* Exercise prompt *
What lines of the data hold the string "outputs"? Copy them all.

* Source data *
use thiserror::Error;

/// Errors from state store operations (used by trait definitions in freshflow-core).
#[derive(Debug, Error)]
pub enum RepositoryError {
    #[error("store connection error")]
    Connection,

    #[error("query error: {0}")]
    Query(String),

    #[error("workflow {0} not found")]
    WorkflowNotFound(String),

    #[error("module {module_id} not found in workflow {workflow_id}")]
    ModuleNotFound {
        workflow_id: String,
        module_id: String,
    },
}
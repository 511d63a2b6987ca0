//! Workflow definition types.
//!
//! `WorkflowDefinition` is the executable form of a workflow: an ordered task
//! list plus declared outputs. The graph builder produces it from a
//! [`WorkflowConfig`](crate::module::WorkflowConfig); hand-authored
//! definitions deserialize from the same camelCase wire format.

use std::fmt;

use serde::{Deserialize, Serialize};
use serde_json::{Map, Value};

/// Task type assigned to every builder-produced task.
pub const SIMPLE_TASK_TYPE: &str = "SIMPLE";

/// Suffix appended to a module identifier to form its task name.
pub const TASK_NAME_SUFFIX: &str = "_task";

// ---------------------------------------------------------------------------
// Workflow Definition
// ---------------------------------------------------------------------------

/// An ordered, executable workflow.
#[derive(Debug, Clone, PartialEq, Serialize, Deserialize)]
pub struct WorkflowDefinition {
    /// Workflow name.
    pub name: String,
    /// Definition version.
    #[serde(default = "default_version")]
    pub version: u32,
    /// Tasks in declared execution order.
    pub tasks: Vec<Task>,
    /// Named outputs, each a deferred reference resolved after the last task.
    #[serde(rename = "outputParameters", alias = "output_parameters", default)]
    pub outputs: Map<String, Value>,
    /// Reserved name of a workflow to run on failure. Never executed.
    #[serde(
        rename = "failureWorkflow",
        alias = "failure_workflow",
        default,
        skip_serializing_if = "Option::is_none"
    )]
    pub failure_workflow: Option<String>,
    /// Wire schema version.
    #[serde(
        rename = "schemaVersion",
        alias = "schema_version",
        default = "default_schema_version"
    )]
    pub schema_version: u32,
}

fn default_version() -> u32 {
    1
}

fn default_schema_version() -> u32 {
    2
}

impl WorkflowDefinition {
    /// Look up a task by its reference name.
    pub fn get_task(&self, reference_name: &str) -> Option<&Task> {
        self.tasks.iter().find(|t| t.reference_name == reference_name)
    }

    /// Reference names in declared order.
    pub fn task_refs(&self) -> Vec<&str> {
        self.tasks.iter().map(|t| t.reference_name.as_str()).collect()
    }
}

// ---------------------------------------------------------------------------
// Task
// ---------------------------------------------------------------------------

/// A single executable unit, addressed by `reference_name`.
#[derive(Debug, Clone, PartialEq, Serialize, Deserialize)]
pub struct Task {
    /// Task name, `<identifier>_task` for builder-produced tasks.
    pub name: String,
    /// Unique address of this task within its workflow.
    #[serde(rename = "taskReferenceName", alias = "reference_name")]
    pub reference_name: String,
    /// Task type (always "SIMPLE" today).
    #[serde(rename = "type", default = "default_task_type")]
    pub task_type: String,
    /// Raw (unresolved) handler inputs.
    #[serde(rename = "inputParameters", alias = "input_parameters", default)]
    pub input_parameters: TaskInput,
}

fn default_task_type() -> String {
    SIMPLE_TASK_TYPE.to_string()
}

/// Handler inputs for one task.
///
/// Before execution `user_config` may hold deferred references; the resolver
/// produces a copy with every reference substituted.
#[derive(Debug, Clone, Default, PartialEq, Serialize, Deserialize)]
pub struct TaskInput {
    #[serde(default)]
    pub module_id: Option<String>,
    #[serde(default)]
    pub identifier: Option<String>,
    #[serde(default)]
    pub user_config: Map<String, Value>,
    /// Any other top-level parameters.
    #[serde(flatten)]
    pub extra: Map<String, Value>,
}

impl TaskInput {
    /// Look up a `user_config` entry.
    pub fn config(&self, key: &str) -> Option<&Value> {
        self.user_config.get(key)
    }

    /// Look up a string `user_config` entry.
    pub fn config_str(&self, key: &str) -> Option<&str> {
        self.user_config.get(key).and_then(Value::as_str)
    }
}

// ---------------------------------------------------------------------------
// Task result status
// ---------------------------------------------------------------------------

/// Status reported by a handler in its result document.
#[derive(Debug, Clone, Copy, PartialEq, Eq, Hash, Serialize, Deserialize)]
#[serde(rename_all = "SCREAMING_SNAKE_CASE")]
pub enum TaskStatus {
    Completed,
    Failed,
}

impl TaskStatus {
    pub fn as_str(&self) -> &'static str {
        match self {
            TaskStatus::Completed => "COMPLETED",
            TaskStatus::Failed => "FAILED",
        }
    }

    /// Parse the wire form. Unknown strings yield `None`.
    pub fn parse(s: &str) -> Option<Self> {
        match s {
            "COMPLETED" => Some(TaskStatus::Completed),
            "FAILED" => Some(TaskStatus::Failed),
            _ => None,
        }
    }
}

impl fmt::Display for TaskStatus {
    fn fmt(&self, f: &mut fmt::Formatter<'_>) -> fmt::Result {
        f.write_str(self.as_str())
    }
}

* Written solution *
//! list plus declared outputs. The graph builder produces it from a
    /// Named outputs, each a deferred reference resolved after the last task.
    pub outputs: Map<String, Value>,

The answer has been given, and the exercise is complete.